在开平公司发动削价倾销的冲击下,滦州矿局迅即蒙受巨大损失。该矿自1908年投产以来,几年都不曾实现利润,原有资本在年削价竞销中消耗殆尽,负债累累。在公司赔累不堪的景况下,滦州煤矿公司股东之间明显地出现分化。1911年3月,滦矿部分股东提出与开平公司商议和解;开平便乘机提出以“协商联合”代替“和解协商”,(269)并且为达到“联合”的目的,加剧了对滦州矿的倾轧,迫使滦州矿当权资本家周学熙、李希明等和开平总经理、英人那森(Major Nathan)进行谈判。正在谈判进行期间,恰逢震撼全国的辛亥革命爆发,政局剧烈动荡。滦州矿股东对革命形势的发展深怀疑惧。他们忧虑,“政局纷纷如此,将来托谁宇下? ”(270)与此同时,开平公司的英国势力代理人对辛亥革命的驰骤形势也是处于“彷徨审虑”的状态。但当他们知悉滦州矿股东的不安情绪时,便乘机施展重利诱惑的伎俩。(271)全部谈判过程的焦点概括起来便是:滦州矿代表一心关注的是联合后的财政利益;而开平公司则宁愿付出较高的代价换取联合后企业的经营管理权力,以达到吞并全部企业的目的。这个特点充分反映在1912年1月双方签订的《开滦矿务总局联合办理草合同》上。根据此项草合同,仅有近300万两的滦矿股本可以升值为100万镑,与开平股本相同(见《草合同》第2条);滦矿公司可以得到开平公司代为募集新债券150万两,以便滦矿公司摆脱财政困境;在利润分配上,双方达成协议:“所有净利在30万镑以内,开平公司股东应得百分之六十,滦州公司股东应得百分之四十;过此盈余之数,由两公司股东平分(见《草合同》第3条)。对于身处亏蚀地位的滦矿资本家,这些条款对他们无疑产生了重大的诱惑力,满足了他们急切追求的眼前利益。实际上合同的要害恰是集中在保证开平公司囊括联合后的开滦总局的经营管理大权,在这一点上,滦矿的资本家却不曾有足够的认识和重视!表明了民族资本家在涉及国家经济利益上是如此的缺乏深思远虑的精神!

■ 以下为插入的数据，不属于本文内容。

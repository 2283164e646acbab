//! Ordinary least squares regression
//!
//! Small dense OLS solver used by the unit-root test. Regressors are passed
//! column-wise; the caller adds its own intercept column when one is wanted.

use crate::{MathError, Result};
use std::f64::consts::PI;

/// Result of an ordinary least squares fit
#[derive(Debug, Clone)]
pub struct OlsFit {
    coefficients: Vec<f64>,
    std_errors: Vec<f64>,
    ssr: f64,
    nobs: usize,
}

impl OlsFit {
    /// Estimated coefficients, one per regressor column
    pub fn coefficients(&self) -> &[f64] {
        &self.coefficients
    }

    /// Standard errors of the coefficients
    pub fn std_errors(&self) -> &[f64] {
        &self.std_errors
    }

    /// t-statistic of coefficient `index`
    pub fn t_value(&self, index: usize) -> Option<f64> {
        let beta = *self.coefficients.get(index)?;
        let se = *self.std_errors.get(index)?;
        Some(beta / se)
    }

    /// Sum of squared residuals
    pub fn ssr(&self) -> f64 {
        self.ssr
    }

    /// Number of observations used
    pub fn nobs(&self) -> usize {
        self.nobs
    }

    /// Number of estimated coefficients
    pub fn n_params(&self) -> usize {
        self.coefficients.len()
    }

    /// Gaussian log-likelihood evaluated at the OLS estimates
    pub fn log_likelihood(&self) -> f64 {
        let n = self.nobs as f64;
        -0.5 * n * ((2.0 * PI).ln() + (self.ssr / n).ln() + 1.0)
    }

    /// Akaike Information Criterion, `2k - 2 ln L`
    pub fn aic(&self) -> f64 {
        2.0 * self.n_params() as f64 - 2.0 * self.log_likelihood()
    }
}

/// Fit `y = X b + e` by least squares.
///
/// `columns` holds the regressors, each the same length as `y`.
pub fn ols(y: &[f64], columns: &[Vec<f64>]) -> Result<OlsFit> {
    let n = y.len();
    let k = columns.len();

    if k == 0 {
        return Err(MathError::InvalidInput(
            "Regression needs at least one regressor".to_string(),
        ));
    }
    if let Some(bad) = columns.iter().find(|c| c.len() != n) {
        return Err(MathError::InvalidInput(format!(
            "Regressor length {} does not match response length {}",
            bad.len(),
            n
        )));
    }
    if n <= k {
        return Err(MathError::InsufficientData(format!(
            "Regression with {} regressors needs more than {} observations, have {}",
            k, k, n
        )));
    }

    // Normal equations X'X b = X'y
    let mut xtx = vec![vec![0.0; k]; k];
    let mut xty = vec![0.0; k];
    for i in 0..k {
        for j in i..k {
            let s: f64 = columns[i].iter().zip(&columns[j]).map(|(a, b)| a * b).sum();
            xtx[i][j] = s;
            xtx[j][i] = s;
        }
        xty[i] = columns[i].iter().zip(y).map(|(a, b)| a * b).sum();
    }

    let inverse = invert(&xtx)?;
    let coefficients: Vec<f64> = inverse
        .iter()
        .map(|row| row.iter().zip(&xty).map(|(a, b)| a * b).sum())
        .collect();

    let ssr: f64 = (0..n)
        .map(|t| {
            let fitted: f64 = columns
                .iter()
                .zip(&coefficients)
                .map(|(col, b)| col[t] * b)
                .sum();
            (y[t] - fitted).powi(2)
        })
        .sum();

    let tss_scale: f64 = y.iter().map(|v| v * v).sum();
    if !ssr.is_finite() || ssr <= 1e-24 * tss_scale.max(1.0) {
        return Err(MathError::CalculationError(
            "Regression residuals vanish; the response is an exact linear combination of the regressors"
                .to_string(),
        ));
    }

    let sigma2 = ssr / (n - k) as f64;
    let std_errors = (0..k).map(|i| (sigma2 * inverse[i][i]).sqrt()).collect();

    Ok(OlsFit {
        coefficients,
        std_errors,
        ssr,
        nobs: n,
    })
}

/// Gauss-Jordan inversion with partial pivoting
fn invert(matrix: &[Vec<f64>]) -> Result<Vec<Vec<f64>>> {
    let k = matrix.len();
    let scale = matrix
        .iter()
        .enumerate()
        .map(|(i, row)| row[i].abs())
        .fold(0.0_f64, f64::max)
        .max(f64::MIN_POSITIVE);

    let mut a: Vec<Vec<f64>> = matrix.to_vec();
    let mut inv: Vec<Vec<f64>> = (0..k)
        .map(|i| (0..k).map(|j| if i == j { 1.0 } else { 0.0 }).collect())
        .collect();

    for col in 0..k {
        let pivot_row = (col..k)
            .max_by(|&r1, &r2| a[r1][col].abs().total_cmp(&a[r2][col].abs()))
            .unwrap_or(col);

        if a[pivot_row][col].abs() <= 1e-12 * scale {
            return Err(MathError::SingularMatrix(format!(
                "Design matrix is rank deficient at column {}",
                col
            )));
        }

        a.swap(col, pivot_row);
        inv.swap(col, pivot_row);

        let pivot = a[col][col];
        for j in 0..k {
            a[col][j] /= pivot;
            inv[col][j] /= pivot;
        }

        for row in 0..k {
            if row == col {
                continue;
            }
            let factor = a[row][col];
            if factor == 0.0 {
                continue;
            }
            for j in 0..k {
                a[row][j] -= factor * a[col][j];
                inv[row][j] -= factor * inv[col][j];
            }
        }
    }

    Ok(inv)
}

#[cfg(test)]
mod tests {
    use super::*;

    fn ones(n: usize) -> Vec<f64> {
        vec![1.0; n]
    }

    #[test]
    fn test_simple_line() {
        // y = 2 + 3x with a small alternating perturbation
        let x: Vec<f64> = (0..20).map(|i| i as f64).collect();
        let y: Vec<f64> = x
            .iter()
            .enumerate()
            .map(|(i, xi)| 2.0 + 3.0 * xi + if i % 2 == 0 { 0.01 } else { -0.01 })
            .collect();

        let fit = ols(&y, &[ones(20), x]).unwrap();
        assert!((fit.coefficients()[0] - 2.0).abs() < 0.05);
        assert!((fit.coefficients()[1] - 3.0).abs() < 0.01);
        assert_eq!(fit.nobs(), 20);
        assert_eq!(fit.n_params(), 2);
        assert!(fit.t_value(1).unwrap() > 100.0);
    }

    #[test]
    fn test_known_standard_error() {
        // Intercept-only regression: coefficient is the mean, se = s / sqrt(n)
        let y = [1.0, 2.0, 3.0, 4.0, 5.0];
        let fit = ols(&y, &[ones(5)]).unwrap();

        let sample_var = 2.5; // sum of squares 10 over n - 1 = 4
        let expected_se = (sample_var / 5.0_f64).sqrt();
        assert!((fit.coefficients()[0] - 3.0).abs() < 1e-12);
        assert!((fit.std_errors()[0] - expected_se).abs() < 1e-12);
        assert!((fit.ssr() - 10.0).abs() < 1e-12);
    }

    #[test]
    fn test_aic_penalises_parameters() {
        let y = [1.0, 2.5, 2.0, 4.5, 5.0, 5.5, 7.5, 8.0];
        let x: Vec<f64> = (0..8).map(|i| i as f64).collect();
        let noise = vec![0.3, -0.1, 0.2, 0.0, -0.4, 0.1, 0.05, -0.2];

        let small = ols(&y, &[ones(8), x.clone()]).unwrap();
        let large = ols(&y, &[ones(8), x, noise]).unwrap();

        assert!(large.ssr() <= small.ssr());
        let expected_gap = 2.0 + 2.0 * (small.log_likelihood() - large.log_likelihood());
        assert!((large.aic() - small.aic() - expected_gap).abs() < 1e-9);
    }

    #[test]
    fn test_singular_design() {
        let x: Vec<f64> = (0..10).map(|i| i as f64).collect();
        let y: Vec<f64> = x.iter().map(|v| v * 0.5 + (v * 1.7).sin()).collect();
        let result = ols(&y, &[x.clone(), x]);
        assert!(matches!(result, Err(MathError::SingularMatrix(_))));
    }

    #[test]
    fn test_too_few_observations() {
        let result = ols(&[1.0, 2.0], &[ones(2), vec![0.0, 1.0]]);
        assert!(matches!(result, Err(MathError::InsufficientData(_))));
    }

    #[test]
    fn test_length_mismatch() {
        let result = ols(&[1.0, 2.0, 3.0], &[ones(2)]);
        assert!(matches!(result, Err(MathError::InvalidInput(_))));
    }

    #[test]
    fn test_perfect_fit_rejected() {
        let x: Vec<f64> = (0..6).map(|i| i as f64).collect();
        let y: Vec<f64> = x.iter().map(|v| 1.0 + 2.0 * v).collect();
        let result = ols(&y, &[ones(6), x]);
        assert!(matches!(result, Err(MathError::CalculationError(_))));
    }
}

在名义上,开平、滦州两公司联合后双方维持平等地位,实际上远非如此。《草合同》第6条虽然作了规定:“总局在天津设一议事部,由开平、滦州两公司各举董事3人会议总局之事,并随时将总局办事情形报告于开滦两董事部。……会议时以多数决定。”但是合同附件第4款却作了一个有力的限制,即“议事部会议如因可否均数不能解决时,应由开平、滦州两公司担任已发债票占多数者所派之议董中,推一人加一数以决之”。这个“已发债票占多数者”显然是英国势力控制的开平公司。可见《草合同》第6条所述内容不过是制造所谓“平等”的假象而已。此外,英国势力最用心计的该合同第17条所作规定:“自本合同签订之日起十年后,滦矿公司应有权可将开平公司全产,由两造商定公道价值购回”。但是,在处于半殖民地地位的中国和暴戾成性的英帝国主义势力之间哪里会存在“公道价值”的可能。这不过是英国资本为了便于霸占开平矿山制造的另一个幌子。它的真实意图则如合同附件第7款所表述:“最后合同签字后,除滦矿公司照草案第17条将开平公司产业购回外,应永远遵守。”将此两款对照起来考察,人们便不难看穿英国势力的阴险用心所在了。开平公司英国势力代理人对此曾作过淋漓尽致的表白,他说:“列入这一款的目的,就是要消除在将来再讨论开平公司的权利的可能性。关于〔开平〕公司所据有的实际权利的整个问题,终于在这个合同中,靠这一办法而予以解决了!”(272)由此可见,所谓“公道价值购回”一词很有点深文周纳的内涵。拆穿了说它实是英国势力为了掩饰骗占开平矿山的非法行径而制造的一个合法借口,以便其“合理地”永久据有开平矿山的一切权益。滦州公司资本家在分沾丰厚利润的诱惑下,拱手让出了滦州矿的全部权益。1912年1月底,双方签署了《开滦矿务总局草合同》及《草合同附件》,并经袁世凯内阁批准。当时华方股东推周学熙为开滦督办,但周深以多年奋斗,终未能实现“以滦收开”的夙愿,固辞不就。于是袁世凯长子袁克定被物色为开滦矿务总局第一任督办。这个选择,非常投合英国势力的期望。那森窃窃自喜地对他的同伙说:“他〔指袁克定〕同总统的关系将来对于开滦矿务总局是极为有用的,可以利用他来向政府提出矿务局的各项需要。”(273)这就是说,那森将以袁克定作为更加得心应手的工具,利用他为联合后的开滦矿务局争取更多更大的特权。于是双方于6月1日签订了正合同,并且迅速地获得了袁世凯的批准。从此一个经历了千辛万苦、生产管理和经营都已见成效的民族资本滦州煤矿,终于在帝国主义势力更番倾轧和压迫下,被迫在所谓“中英联合”办理的形式下,完全落入了英国势力控制的开平煤矿公司的手中。人所共知,从此以后,“取得开滦煤矿全部控制权的乃是开平煤矿经理那森少校”,(274)而滦州矿在天津议事部的董事,充其量不过是一个滑稽而漂亮的摆设而已。